Schlagwörter: bioceramic sealer, contact angle, epoxy resin sealer, ethylenediaminetetraacetic acid, silver diamine fluoride, sodium hypochlorite
Methods: Seventy-two intraradicular dentine specimens were divided into six groups based on the final irrigation solutions used: 2.5% sodium hypochlorite (NaOCl) and 17% ethylenediaminetetraacetic acid (EDTA) (NaOCl-EDTA) (group 1); NaOCl-EDTA-NaOCl (group 2); NaOCl-EDTA followed by 3.8% SDF, NaOCl-EDTA-SDF (group 3); NaOCl-EDTA-NaOCl-SDF (group 4); SDF (group 5) and saline (group 6). After irrigation, the specimens were divided into subgroups according to the sealer used, AH Plus or BioRoot RCS. Contact angles were measured using a contact angle analyser. The data were analysed using an independent t test, one-way analysis of variance (ANOVA) and Tamhane T2 post hoc test, with the level of significance set at P < 0.05.

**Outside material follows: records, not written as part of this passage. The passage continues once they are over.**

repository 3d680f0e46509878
pub mod viewer;

pub use viewer::ViewerContext;
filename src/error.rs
use axum::{
    http::{header, StatusCode},
    response::{Html, IntoResponse, Redirect, Response},
};

use crate::forms::FormErrors;
use crate::web::templates;

#[derive(Debug, thiserror::Error)]
pub enum AppError {
    #[error("Database error: {0}")]
    Database(String),
    #[error("Not found: {0}")]
    NotFound(String),
    #[error("Permission denied: {0}")]
    PermissionDenied(String),
    #[error("Method not allowed: {0}")]
    MethodNotAllowed(String),
    #[error("Validation error: {0}")]
    Validation(FormErrors),
    /// Carries the login location, `next` parameter included.
    #[error("Authentication required")]
    Unauthenticated(String),
    #[error("Storage error: {0}")]
    Storage(String),
    #[error("Configuration error: {0}")]
    Configuration(String),
    #[error("Internal error: {0}")]
    Internal(String),
}

impl IntoResponse for AppError {
    fn into_response(self) -> Response {
        let (status, message) = match &self {
            AppError::Unauthenticated(location) => {
                return Redirect::to(location).into_response();
            }
            AppError::NotFound(msg) => {
                tracing::debug!("Not found: {}", msg);
                (StatusCode::NOT_FOUND, "The page you requested does not exist.".to_string())
            }
            AppError::PermissionDenied(msg) => (StatusCode::FORBIDDEN, msg.clone()),
            AppError::MethodNotAllowed(msg) => (StatusCode::METHOD_NOT_ALLOWED, msg.clone()),
            AppError::Validation(errors) => (StatusCode::BAD_REQUEST, errors.to_string()),
            AppError::Database(msg) => {
                tracing::error!("Database error: {}", msg);
                (StatusCode::INTERNAL_SERVER_ERROR, "Internal server error".to_string())
            }
            AppError::Storage(msg) => {
                tracing::error!("Storage error: {}", msg);
                (StatusCode::INTERNAL_SERVER_ERROR, "Internal server error".to_string())
            }
            AppError::Configuration(msg) | AppError::Internal(msg) => {
                tracing::error!("Internal error: {}", msg);
                (StatusCode::INTERNAL_SERVER_ERROR, "Internal server error".to_string())
            }
        };

        let body = templates::error_page(status, &message);
        (
            status,
            [(header::CACHE_CONTROL, "no-store")],
            Html(body),
        )
            .into_response()
    }
}

impl From<sqlx::Error> for AppError {
    fn from(err: sqlx::Error) -> Self {
        AppError::Database(err.to_string())
    }
}

impl From<std::io::Error> for AppError {
    fn from(err: std::io::Error) -> Self {
        AppError::Storage(err.to_string())
    }
}

pub type AppResult<T> = Result<T, AppError>;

Results: In the epoxy resin sealer group, dentine surfaces treated with only SDF showed the lowest contact angle. This was significantly less than the groups in which NaOCl was used as the final irrigant (P < 0.05). In the tricalcium silicate–based sealer group, the groups treated with SDF showed significantly greater contact angles when compared to the control group (P < 0.05).
Conclusion: It was concluded that SDF conditioning of dentine favours the wettability of epoxy resin sealer but is detrimental to the wettability of tricalcium silicate sealer.